Si tratta, purtroppo, di un ambito poco pubblicizzato, rispetto al collega cinematografo, nonostante siano molteplici le iniziative. È deliziante e sorprendente apprendere di quanto il panorama teatrale sia variegato e  ricco di valenti artisti. Conoscere, vivere e seguire tale brulicare sarebbe un dovere empirico.

I teatri, inoltre, offrono uno scenario, suggestivo e fecondo, anche per le manifestazioni musicali. Adattandosi, con estrema agevolezza e genuinità, alle musiche più disparate: dallo swing dal retrogusto gitano e neo melodico al raggae impegnato. Ma anche il riecheggiare del sound in chiave rigorosamente old style.

Il teatro, infine, consentirebbe, piuttosto che uno spazio aperto, l’avvio di una discussione post concerto, per conoscere gli artisti e comprendere le motivazioni che stanno alla base del loro lavoro.

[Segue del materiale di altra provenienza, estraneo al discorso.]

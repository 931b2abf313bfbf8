// Copyright 2026 the Logo Explode Authors
// SPDX-License-Identifier: Apache-2.0 OR MIT

//! Post-swap enhancement hooks.
//!
//! Layout enhancements (masonry grids, sliders, lightboxes) initialize on page
//! load and do not notice a body swap. Instead of recognizing them by
//! hard-coded script URLs, the engine keeps a registry that page scripts add
//! themselves to. Every hook runs after each swap. A hook that names a
//! script pattern additionally runs when a swapped-in external script whose
//! URL contains that pattern finishes loading, and once more
//! [`REINVOKE_DELAY_MS`] later in case the script was served from cache
//! before the load listener attached.
//!
//! Hooks are keyed by name. Registering an existing name replaces the entry,
//! so a registration script that is re-executed by a swap does not
//! accumulate duplicates.

use alloc::string::String;
use alloc::vec::Vec;

/// Delay before a pattern-matched hook is invoked a second time.
pub const REINVOKE_DELAY_MS: u32 = 300;

/// One registered hook.
#[derive(Clone, Debug, PartialEq, Eq)]
pub struct EnhancementHook<H> {
    /// Unique name.
    pub name: String,
    /// Substring of the script URL whose load should trigger this hook.
    pub script_pattern: Option<String>,
    /// The callback itself.
    pub callback: H,
}

impl<H> EnhancementHook<H> {
    /// Returns `true` if `script_url` should trigger this hook.
    #[must_use]
    pub fn matches(&self, script_url: &str) -> bool {
        self.script_pattern
            .as_deref()
            .is_some_and(|p| !p.is_empty() && script_url.contains(p))
    }
}

/// Ordered set of hooks, keyed by name.
#[derive(Clone, Debug, PartialEq, Eq)]
pub struct HookRegistry<H> {
    hooks: Vec<EnhancementHook<H>>,
}

impl<H> Default for HookRegistry<H> {
    fn default() -> Self {
        Self::new()
    }
}

impl<H> HookRegistry<H> {
    /// An empty registry.
    #[must_use]
    pub const fn new() -> Self {
        Self { hooks: Vec::new() }
    }

    /// Adds a hook, replacing any hook with the same name in place.
    ///
    /// Returns the replaced callback, if there was one.
    pub fn register(
        &mut self,
        name: impl Into<String>,
        script_pattern: Option<String>,
        callback: H,
    ) -> Option<H> {
        let name = name.into();
        let script_pattern = script_pattern.filter(|p| !p.is_empty());
        if let Some(existing) = self.hooks.iter_mut().find(|h| h.name == name) {
            existing.script_pattern = script_pattern;
            return Some(core::mem::replace(&mut existing.callback, callback));
        }
        self.hooks.push(EnhancementHook {
            name,
            script_pattern,
            callback,
        });
        None
    }

    /// Removes the hook called `name`.
    pub fn unregister(&mut self, name: &str) -> Option<H> {
        let pos = self.hooks.iter().position(|h| h.name == name)?;
        Some(self.hooks.remove(pos).callback)
    }

    /// All hooks in registration order.
    pub fn iter(&self) -> impl Iterator<Item = &EnhancementHook<H>> {
        self.hooks.iter()
    }

    /// Hooks whose pattern matches `script_url`.
    pub fn matching<'a>(
        &'a self,
        script_url: &'a str,
    ) -> impl Iterator<Item = &'a EnhancementHook<H>> + 'a {
        self.hooks.iter().filter(move |h| h.matches(script_url))
    }

    /// Number of hooks.
    #[must_use]
    pub fn len(&self) -> usize {
        self.hooks.len()
    }

    /// Returns `true` if no hook is registered.
    #[must_use]
    pub fn is_empty(&self) -> bool {
        self.hooks.is_empty()
    }
}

Sono del parere che si attiverebbe una diversa concezione delle cose, degli artisti e delle loro opere, se si avrebbe la possibilità di approcciarvisi, di comunicare, di scambiare pareri ed opinioni tra questi ed il proprio pubblico.

Siamo, invece, relegati ad una superficialità che ci spinge al banale. Emozione più che attuale se consideriamo i tempi che stiamo vivendo, disegnati da una classe politica restia a sacrificarsi ma pronta a infliggere immolazioni al suo popolo.  Una classe politica che, a livello locale, spinge e favorisce la costruzione di sempre nuovi centri commerciali, piuttosto che incoraggiare il proliferare dei luoghi, anche tradizionali che, notoriamente, favoriscono l’aggregazione e l’incontro sociale.

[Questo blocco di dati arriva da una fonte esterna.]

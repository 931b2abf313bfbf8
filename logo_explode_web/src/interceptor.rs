// Copyright 2026 the Logo Explode Authors
// SPDX-License-Identifier: Apache-2.0 OR MIT

//! Turning clicks on source markers into transitions.

use std::rc::{Rc, Weak};

use gloo::events::{EventListener, EventListenerOptions};
use logo_explode_core::marker::{SOURCE_SELECTOR, TransitionMarker};
use logo_explode_core::trace::{FallbackEvent, FallbackReason};
use wasm_bindgen::JsCast as _;
use wasm_bindgen_futures::spawn_local;
use web_sys::{Element, Event, HtmlAnchorElement, MouseEvent};

use crate::context::EngineContext;
use crate::dom::{self, ElementAttrs};
use crate::orchestrator;

/// Attaches one click listener to every source marker in the document.
///
/// Listeners from a previous call are dropped first, so binding again after
/// a swap never doubles up. A source with `data-transition-link` listens on
/// itself; otherwise its first `<a>` does. Sources with neither are skipped.
///
/// Returns the number of sources bound.
pub fn bind(ctx: &Rc<EngineContext>) -> usize {
    let Ok(doc) = dom::document() else {
        return 0;
    };
    let mut listeners = Vec::new();
    for wrapper in dom::query_doc(&doc, SOURCE_SELECTOR) {
        let marker = TransitionMarker::read(&ElementAttrs(&wrapper));
        if marker.link.is_some() {
            dom::set_styles(&wrapper, &[("cursor", "pointer")]);
            listeners.push(listen(ctx, &wrapper, wrapper.clone()));
        } else if let Ok(Some(anchor)) = wrapper.query_selector("a") {
            listeners.push(listen(ctx, &anchor, wrapper.clone()));
        }
    }
    let count = listeners.len();
    ctx.replace_listeners(listeners);
    count
}

fn listen(ctx: &Rc<EngineContext>, on: &Element, wrapper: Element) -> EventListener {
    let weak: Weak<EngineContext> = Rc::downgrade(ctx);
    let anchor = on.clone();
    // Non-passive, or preventDefault would be ignored.
    EventListener::new_with_options(
        on,
        "click",
        EventListenerOptions::enable_prevent_default(),
        move |event| {
            if let Some(ctx) = weak.upgrade() {
                on_click(&ctx, event, &wrapper, &anchor);
            }
        },
    )
}

fn on_click(ctx: &Rc<EngineContext>, event: &Event, wrapper: &Element, anchor: &Element) {
    // Let the browser open new tabs and windows as usual.
    if let Some(mouse) = event.dyn_ref::<MouseEvent>()
        && (mouse.ctrl_key() || mouse.meta_key() || mouse.shift_key())
    {
        return;
    }
    let marker = TransitionMarker::read(&ElementAttrs(wrapper));
    let url = match &marker.link {
        Some(link) => link.clone(),
        None => match anchor.dyn_ref::<HtmlAnchorElement>() {
            Some(a) => a.href(),
            None => return,
        },
    };
    if url.is_empty() {
        return;
    }
    event.prevent_default();
    event.stop_propagation();

    if marker.id.is_none() {
        ctx.trace(|t| {
            t.fallback(&FallbackEvent {
                url: &url,
                reason: FallbackReason::MissingId,
            });
        });
        ctx.navigator().navigate(&url);
        return;
    }
    spawn_local(orchestrator::run(
        Rc::clone(ctx),
        wrapper.clone(),
        marker,
        url,
    ));
}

Non si comprende, purtroppo, nel nostro fossilizzato paese, la pregnante importanza dell’incentivo alla cultura. Ogni manifestazione culturale suscita spostamenti di massa, stimolando e spingendo il turismo e, dunque, anche il ricircolo economico.  Tristemente, la realtà imporrebbe di operare una profonda opera di rieducazione alla cultura.